Many-body effect for interactions between nucleobases of A-DNA and B-DNA

Abstract

The many-body interaction energies between nucleobases of DNA were calculated by means of ab initio MO method. We performed ab initio MO calculations for 2 and 3 base-pair steps in the conformations of A-DNA and B-DNA. To construct the stacking conformation for a base-pair in DNA, the geometry optimization was performed for each base-pair (A-T and G-C). Each many-body term in the interaction between nucleobases was obtained in the conformation of the stacked base-pairs. All the calculations were done with the theoretical level of MP2/6-31G(d).

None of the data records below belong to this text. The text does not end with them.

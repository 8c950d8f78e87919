//! Fixed-capacity text helpers for screen content

use core::fmt::{self, Write};

use heapless::String;

use crate::config::ClockFormat;
use crate::traits::WallClock;

const WEEKDAYS: [&str; 7] = ["Mon", "Tue", "Wed", "Thu", "Fri", "Sat", "Sun"];

const MONTHS: [&str; 12] = [
    "Jan", "Feb", "Mar", "Apr", "May", "Jun", "Jul", "Aug", "Sep", "Oct", "Nov", "Dec",
];

/// Copy as many whole characters of `text` as fit
pub fn truncate<const N: usize>(text: &str) -> String<N> {
    let mut out = String::new();
    for ch in text.chars() {
        if out.push(ch).is_err() {
            break;
        }
    }
    out
}

/// Appends whole characters and silently drops the rest once full
struct Truncating<'a, const N: usize>(&'a mut String<N>);

impl<const N: usize> Write for Truncating<'_, N> {
    fn write_str(&mut self, s: &str) -> fmt::Result {
        for ch in s.chars() {
            if self.0.push(ch).is_err() {
                break;
            }
        }
        Ok(())
    }
}

/// Format into at most `N` bytes, cutting on a character boundary
pub fn format_truncated<const N: usize>(args: fmt::Arguments<'_>) -> String<N> {
    let mut out = String::new();
    let _ = Truncating(&mut out).write_fmt(args);
    out
}

/// `m:ss` below an hour, `h:mm:ss` above
pub fn format_uptime(seconds: u64) -> String<16> {
    let hours = seconds / 3600;
    let minutes = (seconds % 3600) / 60;
    let secs = seconds % 60;

    let mut out = String::new();
    if hours > 0 {
        let _ = write!(out, "{}:{:02}:{:02}", hours, minutes, secs);
    } else {
        let _ = write!(out, "{}:{:02}", minutes, secs);
    }
    out
}

/// Decimal with thousands separators: `1,234,567`
pub fn format_count(value: u32) -> String<16> {
    let mut digits = [0u8; 10];
    let mut len = 0;
    let mut rest = value;
    loop {
        digits[len] = b'0' + (rest % 10) as u8;
        len += 1;
        rest /= 10;
        if rest == 0 {
            break;
        }
    }

    let mut out = String::new();
    for i in (0..len).rev() {
        let _ = out.push(digits[i] as char);
        if i > 0 && i % 3 == 0 {
            let _ = out.push(',');
        }
    }
    out
}

/// Clock text: `14:05:09`, `14:05`, `02:05:09 PM` or `02:05 PM`
pub fn format_clock(clock: &WallClock, format: ClockFormat, show_seconds: bool) -> String<12> {
    let mut out = String::new();
    let hour = match format {
        ClockFormat::H24 => clock.hour,
        ClockFormat::H12 => match clock.hour % 12 {
            0 => 12,
            h => h,
        },
    };

    let _ = write!(out, "{:02}:{:02}", hour, clock.minute);
    if show_seconds {
        let _ = write!(out, ":{:02}", clock.second);
    }
    if format == ClockFormat::H12 {
        let _ = out.push_str(if clock.hour < 12 { " AM" } else { " PM" });
    }
    out
}

/// Date text: `Mon Jan 05`
pub fn format_date(clock: &WallClock) -> String<12> {
    let weekday = WEEKDAYS.get(clock.weekday as usize).copied().unwrap_or("???");
    let month = MONTHS
        .get((clock.month as usize).wrapping_sub(1))
        .copied()
        .unwrap_or("???");

    let mut out = String::new();
    let _ = write!(out, "{} {} {:02}", weekday, month, clock.day);
    out
}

Additionally, the calculations in 2 base-pair steps were done with the theoretical level of RI-MP2/aug-cc-pVDZ. As for the interaction between bases, we found that the two-body term is dominant and each many-body term value depends on the base sequence. The calculated interaction energies, i.e. the hydrogen bonding between the bases and the stacking interaction between the base-pairs, were used to estimate the stability of DNA oligomers (ΔE) with various base sequences. Good correlation was found between the estimated ΔE values and the experimental ΔG values. This indicates that the internal energy of DNA oligomer can be estimated from summing-up of the constituent hydrogen bonding and the stacking interaction energies according to the base sequence.